How he goes about provoking a holy war in order to eliminate the Islamic threat to the West is the focus of this thriller by Yank lawyer-turned-author David Hosp. It starts off with US military officers looting antiquities from the Middle East and mailing them to the States and sold there for a fortune.

The scam goes awry when low-ranking Charles Phalen in the Quartermaster Corps, handling the packaging, takes something for himself. The dagger, a holy relic, is missed and search for it from opposite ends of the world begins. Enter his sister Cianna, much more interesting by far, ex-army, her hot temper leading to a stretch in Leavenworth.

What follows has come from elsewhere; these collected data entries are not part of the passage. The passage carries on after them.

//! Socket client for the daemon.
//!
//! Stateless request/response: connect, write one JSON line, read one JSON
//! line, close. The whole exchange shares a 10-second deadline with the
//! server side.

use std::io::{BufRead, BufReader, Write};
use std::os::unix::net::UnixStream;
use std::path::PathBuf;
use std::time::Duration;

use thiserror::Error;
use vex_core::protocol::{Request, Response};
use vex_core::Paths;

/// Deadline for one request/response exchange.
const EXCHANGE_TIMEOUT: Duration = Duration::from_secs(10);

/// Client-side errors.
#[derive(Debug, Error)]
pub enum ClientError {
    /// The daemon socket does not exist or refused the connection.
    #[error("could not connect to vexd at {socket} (is the service running?)")]
    DaemonNotRunning {
        /// Socket path attempted.
        socket: String,
    },

    /// I/O failure mid-exchange.
    #[error("daemon communication failed: {0}")]
    Io(#[from] std::io::Error),

    /// The response line did not decode.
    #[error("daemon sent an unparseable response: {0}")]
    BadResponse(#[from] serde_json::Error),

    /// The daemon closed the connection without answering.
    #[error("daemon closed the connection without a response")]
    NoResponse,
}

/// Connects to the daemon socket per request.
pub struct Client {
    socket: PathBuf,
}

impl Client {
    /// A client over the layout's socket path.
    #[must_use]
    pub fn new(paths: &Paths) -> Self {
        Self {
            socket: paths.socket(),
        }
    }

    /// Sends one request and reads the response.
    ///
    /// # Errors
    ///
    /// Returns [`ClientError`] on connection, transport, or decode
    /// failure. A daemon-level `ok:false` is NOT an error here; callers
    /// inspect the response.
    pub fn send(&self, request: &Request) -> Result<Response, ClientError> {
        let stream = UnixStream::connect(&self.socket).map_err(|e| match e.kind() {
            std::io::ErrorKind::NotFound | std::io::ErrorKind::ConnectionRefused => {
                ClientError::DaemonNotRunning {
                    socket: self.socket.display().to_string(),
                }
            }
            _ => ClientError::Io(e),
        })?;
        stream.set_read_timeout(Some(EXCHANGE_TIMEOUT))?;
        stream.set_write_timeout(Some(EXCHANGE_TIMEOUT))?;

        let mut writer = &stream;
        let mut line = serde_json::to_vec(request)?;
        line.push(b'\n');
        writer.write_all(&line)?;
        writer.flush()?;

        let mut reader = BufReader::new(&stream);
        let mut response_line = String::new();
        let read = reader.read_line(&mut response_line)?;
        if read == 0 {
            return Err(ClientError::NoResponse);
        }
        Ok(serde_json::from_str(&response_line)?)
    }
}
/// Loads the seed blocklist: built-in defaults merged with the optional
/// `blocked-domains.json` config file, deduplicated in order.
#[must_use]
pub fn load_seed_blocklist(config_file: &Path) -> Vec<String> {
    #[derive(Deserialize)]
    struct SeedFile {
        #[serde(default)]
        blocked_domains: Vec<String>,
    }

    let mut domains: Vec<String> = DEFAULT_BLOCKED_DOMAINS
        .iter()
        .map(|d| (*d).to_string())
        .collect();

    match std::fs::read(config_file) {
        Ok(data) => match serde_json::from_slice::<SeedFile>(&data) {
            Ok(seed) => {
                for domain in seed.blocked_domains {
                    let domain = vex_core::state::normalize_domain(&domain);
                    if !domain.is_empty() && !domains.contains(&domain) {
                        domains.push(domain);
                    }
                }
            }
            Err(e) => warn!(error = %e, "blocked-domains config unparseable, using defaults"),
        },
        Err(e) if e.kind() == std::io::ErrorKind::NotFound => {
            debug!("no blocked-domains config, using defaults");
        }
        Err(e) => warn!(error = %e, "blocked-domains config unreadable, using defaults"),
    }

    domains
}
//! Atomic persistence of the system state.
//!
//! The full state is written to a temp file in the state directory and
//! renamed over the target, after every mutation, before the response goes
//! back to the client. `last_updated` is stamped here so on-disk order
//! equals commit order.

use std::path::PathBuf;

use chrono::Utc;
use thiserror::Error;
use tracing::{info, warn};
use vex_core::state::SystemState;
use vex_core::Paths;

/// Persistence errors.
#[derive(Debug, Error)]
pub enum PersistError {
    /// Directory creation, temp write, or rename failed.
    #[error("failed to persist state: {0}")]
    Io(#[from] std::io::Error),
    /// State serialization failed.
    #[error("failed to serialize state: {0}")]
    Serialize(#[from] serde_json::Error),
}

/// Writes the authoritative state file.
#[derive(Debug, Clone)]
pub struct Persister {
    state_file: PathBuf,
}

impl Persister {
    /// A persister over the layout's state file.
    #[must_use]
    pub fn new(paths: &Paths) -> Self {
        Self {
            state_file: paths.state_file(),
        }
    }

    /// Loads the persisted state, seeding factory defaults when the file is
    /// absent or unreadable. A fresh default is written back once so the
    /// file always exists after startup.
    #[must_use]
    pub fn load_or_default(&self) -> SystemState {
        match std::fs::read(&self.state_file) {
            Ok(data) => match serde_json::from_slice::<SystemState>(&data) {
                Ok(state) => return state,
                Err(e) => {
                    warn!(error = %e, "state file unparseable, seeding defaults");
                }
            },
            Err(e) if e.kind() == std::io::ErrorKind::NotFound => {
                info!("no persisted state found, using defaults");
            }
            Err(e) => {
                warn!(error = %e, "state file unreadable, seeding defaults");
            }
        }
        let mut state = SystemState::factory_default();
        if let Err(e) = self.save(&mut state) {
            warn!(error = %e, "could not seed initial state file");
        }
        state
    }

    /// Persists the state atomically (temp file + rename), stamping
    /// `last_updated`.
    ///
    /// # Errors
    ///
    /// Returns [`PersistError`] on serialization or I/O failure. The
    /// in-memory state is still authoritative afterwards; callers log and
    /// carry on.
    pub fn save(&self, state: &mut SystemState) -> Result<(), PersistError> {
        state.last_updated = Utc::now();

        let dir = self
            .state_file
            .parent()
            .map(std::path::Path::to_path_buf)
            .unwrap_or_default();
        std::fs::create_dir_all(&dir)?;

        let tmp = self.state_file.with_extension("json.tmp");
        std::fs::write(&tmp, serde_json::to_vec_pretty(state)?)?;
        std::fs::rename(&tmp, &self.state_file)?;

        info!(
            profile = %state.network.profile,
            cpu = state.compute.cpu_limit_pct,
            locked = state.compliance.locked,
            by = %state.changed_by,
            "state persisted"
        );
        Ok(())
    }
}

#[cfg(test)]
mod tests {
    use std::path::Path;

    use vex_core::profile::Profile;
    use vex_core::state::ChangedBy;

    use super::*;

    fn persister(root: &Path) -> Persister {
        Persister::new(&Paths::rooted(root))
    }

    #[test]
    fn save_then_load_round_trips() {
        let dir = tempfile::tempdir().unwrap();
        let p = persister(dir.path());

        let mut state = SystemState::factory_default();
        state.network.profile = Profile::Choke;
        state.compute.cpu_limit_pct = 25;
        state.guardian.add_domain("reddit.com");
        state.changed_by = ChangedBy::Cli;
        p.save(&mut state).unwrap();

        let loaded = p.load_or_default();
        assert_eq!(loaded.network.profile, Profile::Choke);
        assert_eq!(loaded.compute.cpu_limit_pct, 25);
        assert_eq!(loaded.guardian.blocked_domains, vec!["reddit.com"]);
        loaded.check_invariants().unwrap();
    }

    #[test]
    fn missing_file_seeds_factory_defaults_on_disk() {
        let dir = tempfile::tempdir().unwrap();
        let p = persister(dir.path());
        let state = p.load_or_default();
        assert_eq!(state.network.profile, Profile::Standard);
        assert!(Paths::rooted(dir.path()).state_file().exists());
    }

    #[test]
    fn corrupt_file_falls_back_to_defaults() {
        let dir = tempfile::tempdir().unwrap();
        let paths = Paths::rooted(dir.path());
        std::fs::create_dir_all(&paths.state_dir).unwrap();
        std::fs::write(paths.state_file(), b"{not json").unwrap();

        let state = persister(dir.path()).load_or_default();
        assert_eq!(state.compute.cpu_limit_pct, 100);
    }

    #[test]
    fn save_stamps_last_updated() {
        let dir = tempfile::tempdir().unwrap();
        let p = persister(dir.path());
        let mut state = SystemState::factory_default();
        let before = state.last_updated;
        std::thread::sleep(std::time::Duration::from_millis(5));
        p.save(&mut state).unwrap();
        assert!(state.last_updated > before);
    }

    #[test]
    fn no_temp_file_left_behind() {
        let dir = tempfile::tempdir().unwrap();
        let p = persister(dir.path());
        p.save(&mut SystemState::factory_default()).unwrap();
        let leftovers: Vec<_> = std::fs::read_dir(Paths::rooted(dir.path()).state_dir)
            .unwrap()
            .filter_map(Result::ok)
            .filter(|e| e.path().extension().is_some_and(|x| x == "tmp"))
            .collect();
        assert!(leftovers.is_empty());
    }
}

The murder of a Muslim tourist in the street brings CIA field agent Jack Saunders to South Boston. Which is where everybody congregates, not least the Taliban avenger Faisal. Bodies pile up. A bit much for the dagger Charlie, now discharged, is trying to fence.

Indeed the dagger was the lesser of two holy relics stolen from its long resting place in Kandahar. The other is the cloak of Mohammed, whoever possessing it believed invincible in battle. Ainsworth acquires it, passing it on to Faisal for the holy war the Americans are certain to win, blaming the other side for starting it.

This reviewer notices that torture is described in more and more books. A hand is chopped off here, intestines wrapped up by a power tool there. The penultimate chapter climax takes place on a Green Mountain top in New Hampshire. Cianna is too feisty for a romance with Jack.

The Guardian is a twist on the standard Arab terrorist format. For all their faults, a holy relic is a holy relic. The US not staying the course in its foreign interventions (e.g. entering wars without an exit strategy) deserves more serious thought than it has been given.